I am writing a search engine (virtual project). Data storage

    Storage is perhaps the thinnest place for such projects. Depending on the tasks to be solved, it should provide:
    - quick access to data;
    - fast data update;
    - sufficient functionality with expansion options.
    In queuing systems with a large flow of requests, the short processing time of an individual request is the key to the system’s performance.
    If the speed of the appearance of new data in access (news systems) is important, then the speed of updating the database comes to the fore.
    With the growth of data volumes, combining high speed access and updating becomes almost impossible.

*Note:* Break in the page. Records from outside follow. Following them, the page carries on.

//! Field annotation parsing.
//!
//! An annotation is a comma-separated list of `key=value` tokens and bare
//! flags, e.g. `required,minLength=1,enum=red,enum=green`. Parsing is strict:
//! unknown keys and unparseable values are errors, so a typo in a constraint
//! never silently disappears from the schema. Extension keywords live in a
//! separate extras string and pass through untouched.
//!
//! Values are kept as written for `enum`, `example` and `default`; they only
//! get a JSON type once the field's schema type is known (see
//! `reflect::build`).

use indexmap::IndexMap;
use once_cell::sync::Lazy;
use regex::Regex;
use serde_json::Value;
use thiserror::Error;

use crate::schema::InstanceType;

/// Marker that drops a field entirely.
pub const IGNORE_MARKER: &str = "-";

static EXTRA_KEY: Lazy<Regex> = Lazy::new(|| {
    Regex::new(r"^[A-Za-z_$][A-Za-z0-9_$\-]*$").expect("extras key regex is valid")
});

/// Keywords the schema tree emits itself; extras may not shadow them.
const RESERVED_KEYWORDS: &[&str] = &[
    "$ref", "$schema", "type", "title", "description", "properties",
    "patternProperties", "required", "additionalProperties", "items",
    "minItems", "maxItems", "uniqueItems", "minLength", "maxLength",
    "pattern", "format", "multipleOf", "minimum", "exclusiveMinimum",
    "maximum", "exclusiveMaximum", "enum", "default", "examples", "oneOf",
    "media", "definitions",
];

#[derive(Debug, Clone, PartialEq, Error)]
pub enum AnnotationError {
    #[error("unknown annotation key `{0}`")]
    UnknownKey(String),

    #[error("unknown annotation flag `{0}`")]
    UnknownFlag(String),

    #[error("`{key}` expects {expected}, got `{value}`")]
    InvalidValue {
        key: String,
        value: String,
        expected: &'static str,
    },

    #[error("`pattern` is not a valid regular expression: {0}")]
    InvalidPattern(String),

    #[error("`oneof_type` names unknown type `{0}`")]
    UnknownInstanceType(String),

    #[error("`{keyword}` does not apply to {target}")]
    NotApplicable { keyword: &'static str, target: String },

    #[error("`oneof_type` is only allowed on open-typed fields")]
    OneOfTypeOnTypedField,

    #[error("malformed extras token `{0}`, expected key=value")]
    MalformedExtra(String),

    #[error("extras key `{0}` is reserved or not an identifier")]
    InvalidExtraKey(String),
}

/// Parsed view of one field's annotation.
#[derive(Debug, Clone, Default, PartialEq)]
pub struct Annotations {
    /// `Some(true)` for `required`, `Some(false)` for `required=false`.
    pub required: Option<bool>,
    pub nullable: bool,

    pub title: Option<String>,
    pub description: Option<String>,

    pub min_length: Option<u64>,
    pub max_length: Option<u64>,
    pub pattern: Option<String>,
    pub format: Option<String>,

    pub minimum: Option<f64>,
    pub maximum: Option<f64>,
    pub exclusive_minimum: Option<bool>,
    pub exclusive_maximum: Option<bool>,
    pub multiple_of: Option<f64>,

    pub min_items: Option<u64>,
    pub max_items: Option<u64>,
    pub unique_items: bool,

    pub enum_values: Vec<String>,
    pub examples: Vec<String>,
    pub default: Option<String>,

    pub one_of_group: Option<String>,
    pub one_of_types: Vec<InstanceType>,

    pub extras: IndexMap<String, Value>,
}

impl Annotations {
    /// Keywords that only make sense on string nodes, with whether each is set.
    pub(crate) fn string_keywords(&self) -> [(&'static str, bool); 3] {
        [
            ("minLength", self.min_length.is_some()),
            ("maxLength", self.max_length.is_some()),
            ("pattern", self.pattern.is_some()),
        ]
    }

    pub(crate) fn numeric_keywords(&self) -> [(&'static str, bool); 5] {
        [
            ("minimum", self.minimum.is_some()),
            ("maximum", self.maximum.is_some()),
            ("exclusiveMinimum", self.exclusive_minimum.is_some()),
            ("exclusiveMaximum", self.exclusive_maximum.is_some()),
            ("multipleOf", self.multiple_of.is_some()),
        ]
    }

    pub(crate) fn array_keywords(&self) -> [(&'static str, bool); 3] {
        [
            ("minItems", self.min_items.is_some()),
            ("maxItems", self.max_items.is_some()),
            ("uniqueItems", self.unique_items),
        ]
    }
}

fn tokens(s: &str) -> impl Iterator<Item = &str> {
    s.split(',').map(str::trim).filter(|t| !t.is_empty())
}

/// True when the annotation carries the ignore marker. Checked before
/// parsing, so an ignored field never fails reflection.
pub fn is_ignored(annotation: Option<&str>) -> bool {
    annotation.is_some_and(|a| tokens(a).any(|t| t == IGNORE_MARKER))
}

/// Parse a field's annotation, its secondary description and its extras.
pub fn parse(
    annotation: Option<&str>,
    description: Option<&str>,
    extras: Option<&str>,
) -> Result<Annotations, AnnotationError> {
    let mut out = Annotations {
        description: description.map(str::to_string),
        ..Annotations::default()
    };

    for token in annotation.map(tokens).into_iter().flatten() {
        match token.split_once('=') {
            None => apply_flag(&mut out, token)?,
            Some((key, value)) => apply_pair(&mut out, key.trim(), value)?,
        }
    }

    if let Some(extras) = extras {
        out.extras = parse_extras(extras)?;
    }
    Ok(out)
}

fn apply_flag(out: &mut Annotations, flag: &str) -> Result<(), AnnotationError> {
    match flag {
        "required" => out.required = Some(true),
        "nullable" => out.nullable = true,
        "uniqueItems" => out.unique_items = true,
        IGNORE_MARKER => {}
        other => return Err(AnnotationError::UnknownFlag(other.to_string())),
    }
    Ok(())
}

fn apply_pair(out: &mut Annotations, key: &str, value: &str) -> Result<(), AnnotationError> {
    match key {
        "title" => out.title = Some(value.to_string()),
        "description" => out.description = Some(value.to_string()),
        "format" => out.format = Some(value.to_string()),
        "pattern" => {
            Regex::new(value).map_err(|e| AnnotationError::InvalidPattern(e.to_string()))?;
            out.pattern = Some(value.to_string());
        }
        "minLength" => out.min_length = Some(parse_u64(key, value)?),
        "maxLength" => out.max_length = Some(parse_u64(key, value)?),
        "minItems" => out.min_items = Some(parse_u64(key, value)?),
        "maxItems" => out.max_items = Some(parse_u64(key, value)?),
        "minimum" => out.minimum = Some(parse_f64(key, value)?),
        "maximum" => out.maximum = Some(parse_f64(key, value)?),
        "multipleOf" => out.multiple_of = Some(parse_f64(key, value)?),
        "exclusiveMinimum" => out.exclusive_minimum = Some(parse_bool(key, value)?),
        "exclusiveMaximum" => out.exclusive_maximum = Some(parse_bool(key, value)?),
        "uniqueItems" => out.unique_items = parse_bool(key, value)?,
        "required" => out.required = Some(parse_bool(key, value)?),
        "enum" => out.enum_values.push(value.to_string()),
        "example" => out.examples.push(value.to_string()),
        "default" => out.default = Some(value.to_string()),
        "oneof_required" => {
            if value.is_empty() {
                return Err(invalid(key, value, "a group name"));
            }
            out.one_of_group = Some(value.to_string());
        }
        "oneof_type" => {
            for name in value.split(';').map(str::trim) {
                let ty = InstanceType::parse(name)
                    .ok_or_else(|| AnnotationError::UnknownInstanceType(name.to_string()))?;
                out.one_of_types.push(ty);
            }
        }
        other => return Err(AnnotationError::UnknownKey(other.to_string())),
    }
    Ok(())
}

fn parse_extras(extras: &str) -> Result<IndexMap<String, Value>, AnnotationError> {
    let mut out: IndexMap<String, Value> = IndexMap::new();
    for token in tokens(extras) {
        let (key, value) = token
            .split_once('=')
            .ok_or_else(|| AnnotationError::MalformedExtra(token.to_string()))?;
        let key = key.trim();
        if !EXTRA_KEY.is_match(key) || RESERVED_KEYWORDS.contains(&key) {
            return Err(AnnotationError::InvalidExtraKey(key.to_string()));
        }
        let value = Value::from(value);
        match out.get_mut(key) {
            None => {
                out.insert(key.to_string(), value);
            }
            // repeated key: collect into an array
            Some(Value::Array(values)) => values.push(value),
            Some(existing) => {
                let first = existing.take();
                *existing = Value::Array(vec![first, value]);
            }
        }
    }
    Ok(out)
}

fn invalid(key: &str, value: &str, expected: &'static str) -> AnnotationError {
    AnnotationError::InvalidValue {
        key: key.to_string(),
        value: value.to_string(),
        expected,
    }
}

fn parse_u64(key: &str, value: &str) -> Result<u64, AnnotationError> {
    value.trim().parse().map_err(|_| invalid(key, value, "a non-negative integer"))
}

fn parse_f64(key: &str, value: &str) -> Result<f64, AnnotationError> {
    value
        .trim()
        .parse::<f64>()
        .ok()
        .filter(|n| n.is_finite())
        .ok_or_else(|| invalid(key, value, "a number"))
}

fn parse_bool(key: &str, value: &str) -> Result<bool, AnnotationError> {
    value.trim().parse().map_err(|_| invalid(key, value, "`true` or `false`"))
}

#[cfg(test)]
mod tests {
    use super::*;
    use serde_json::json;

    fn tag(s: &str) -> Annotations {
        parse(Some(s), None, None).unwrap()
    }

    #[test]
    fn flags_and_scalars() {
        let a = tag("required,minLength=1,maxLength=20,pattern=.*,description=this is a property,title=the name");
        assert_eq!(a.required, Some(true));
        assert_eq!(a.min_length, Some(1));
        assert_eq!(a.max_length, Some(20));
        assert_eq!(a.pattern.as_deref(), Some(".*"));
        assert_eq!(a.description.as_deref(), Some("this is a property"));
        assert_eq!(a.title.as_deref(), Some("the name"));
    }

    #[test]
    fn repeated_enum_and_example_accumulate_in_order() {
        let a = tag("enum=red,enum=green,enum=red,example=joe,example=lucy,example=joe");
        assert_eq!(a.enum_values, vec!["red", "green", "red"]);
        assert_eq!(a.examples, vec!["joe", "lucy", "joe"]);
    }

    #[test]
    fn numeric_keys_reject_garbage() {
        let err = parse(Some("minLength=abc"), None, None).unwrap_err();
        assert_eq!(err, AnnotationError::InvalidValue {
            key: "minLength".into(),
            value: "abc".into(),
            expected: "a non-negative integer",
        });
        assert!(parse(Some("minimum=ten"), None, None).is_err());
        assert!(parse(Some("exclusiveMaximum=yes"), None, None).is_err());
    }

    #[test]
    fn unknown_keys_and_flags_fail_fast() {
        assert_eq!(
            parse(Some("minLenght=3"), None, None).unwrap_err(),
            AnnotationError::UnknownKey("minLenght".into())
        );
        assert_eq!(
            parse(Some("requried"), None, None).unwrap_err(),
            AnnotationError::UnknownFlag("requried".into())
        );
    }

    #[test]
    fn ignore_marker_is_found_before_parsing() {
        assert!(is_ignored(Some("-,required")));
        assert!(is_ignored(Some("required, -")));
        assert!(!is_ignored(Some("required")));
        assert!(!is_ignored(None));
    }

    #[test]
    fn oneof_directives() {
        let a = tag("oneof_required=group2,oneof_type=string;array");
        assert_eq!(a.one_of_group.as_deref(), Some("group2"));
        assert_eq!(a.one_of_types, vec![InstanceType::String, InstanceType::Array]);
        assert_eq!(
            parse(Some("oneof_type=string;on"), None, None).unwrap_err(),
            AnnotationError::UnknownInstanceType("on".into())
        );
    }

    #[test]
    fn explicit_not_required() {
        assert_eq!(tag("required=false").required, Some(false));
        assert_eq!(tag("").required, None);
    }

    #[test]
    fn annotation_description_beats_secondary_text() {
        let a = parse(Some("description=from tag"), Some("from field"), None).unwrap();
        assert_eq!(a.description.as_deref(), Some("from tag"));
        let b = parse(None, Some("from field"), None).unwrap();
        assert_eq!(b.description.as_deref(), Some("from field"));
    }

    #[test]
    fn invalid_pattern_is_rejected() {
        assert!(matches!(
            parse(Some("pattern=(unclosed"), None, None),
            Err(AnnotationError::InvalidPattern(_))
        ));
    }

    #[test]
    fn extras_pass_through_verbatim() {
        let a = parse(None, None, Some("foo=bar,hello=world,foo=baz")).unwrap();
        assert_eq!(a.extras["foo"], json!(["bar", "baz"]));
        assert_eq!(a.extras["hello"], json!("world"));

        assert!(matches!(
            parse(None, None, Some("lonely")),
            Err(AnnotationError::MalformedExtra(_))
        ));
        assert_eq!(
            parse(None, None, Some("type=int")).unwrap_err(),
            AnnotationError::InvalidExtraKey("type".into())
        );
    }
}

    Using universal DBMSs in this situation is practically impossible (anyone who disagrees with this thesis - I propose to convince Yandex or Google of this). The volumes of data processed by me are much more modest (the data deployed on a separate server takes about two hundred gigabytes), but they also forced me to look for other solutions.
    Using well-known KeyValue NoSQL repositories also does not always help. I tried updating several hundred million records in Berkelley DB - the result did not suit me, especially considering the need to perform this operation daily.
    As a result, I chose the following cocktail for myself (the work methods described below are used in real problems and have proven their effectiveness):
    - an ordered linear list with hash keys;
    - an ordered linear list with an index in the form of a binary tree;
    - Berkeley DB with add-in from MemcacheDB.
    The first two options are used to store the main index, the last - when the number of records requiring daily updates / additions does not exceed several millions and it is necessary to quickly add-delete-winter several records.
    Indexes are quite large, so storing all data in RAM is not possible.
    The fastest option, of course, hash keys. By value, we immediately get the result. The only drawback of these keys is that excessive resources are required for storage. My voids in the index do not exceed 20% of the total. This is achieved due to the fact that the hash is not calculated by the desired value, but in fact is the ID assigned to this record. The IDs of records retiring over time are reused.
    Unfortunately, such a scheme is not always possible. For example, sometimes it is necessary to carry out the opposite operation - by value, get the ID. In this situation, the use of hashes may be too resource intensive. In such cases, I use a binary tree key. Its main disadvantage before the hash is that to search for a single record, log2 disk accesses are required instead of one. When an index contains more than 500 million records, at least 28 read operations. This is pretty expensive. Of course, the system tries to help me by caching the most frequently requested blocks. As a result, the result is quite acceptable. But in order not to rely on the mercy of the system, I decided to make the next storage option combined. The first half of the keys will be stored in memory in the form of a hash. Thus, with a small consumption of RAM, we get a decrease in the number of disk accesses. And if we take into account that the data on the disk is ordered, then by the hash we read the key block once and then we work with it in memory. This option has not yet been implemented, but I think it will be more nimble than a binary tree.

    Thus, I try to provide high speed data access. Now you need to solve the update problem.
    In the process of updating the data, four tables are involved daily, each ranging from half a billion to a billion records. Plus, about one and a half million new records enter the input, which in the process pass through these tables as through a sieve.
    For example, one of the operations. Given:
    - dictionary [key, ID], about 700 million entries;
    - source data [key, data], about 70 million records.
    Keys are text strings. It is necessary to replace the keys in the second table with ID, and in the first add new keys from the second table. The pecks in the second table are not unique. For a relational DBMS, one query is not enough, plus add the overhead costs of importing and indexing the second table (the data comes in a text file). How much this whole process will be carried out is hard to imagine. Work with smaller volumes gave an unsatisfactory result.
    KeyValue systems also do not save the situation. Although quite tasty benchmarks are laid out on MemcacheDB , judging by the data volumes used in the experiment, such results were achieved without going beyond the limits of RAM, which is impossible in my case (the first table is 7 gigabytes of data in the zip itself).
    To solve this problem, I use the merge of two streams with the subsequent separation of the result (the second table is added to the first while saving the replacement results). The algorithm is quite simple, it has long been described by D. Knut and not only him, and quite effective. In various variations, I use this scheme in many other treatments.
    It takes about 50 minutes to complete the above operation (2x2.6GHz Opteron-2218 server, 16 Gig OP, disks - 4x73G scsi).
    Thus, the task of daily updating is solved in an acceptable time. I can’t say that it completely suits me, but to increase the efficiency more complex developments may be required, for which there is no time. There are several paper sketches, but they require preliminary verification "in the metal", so that is what I am talking about.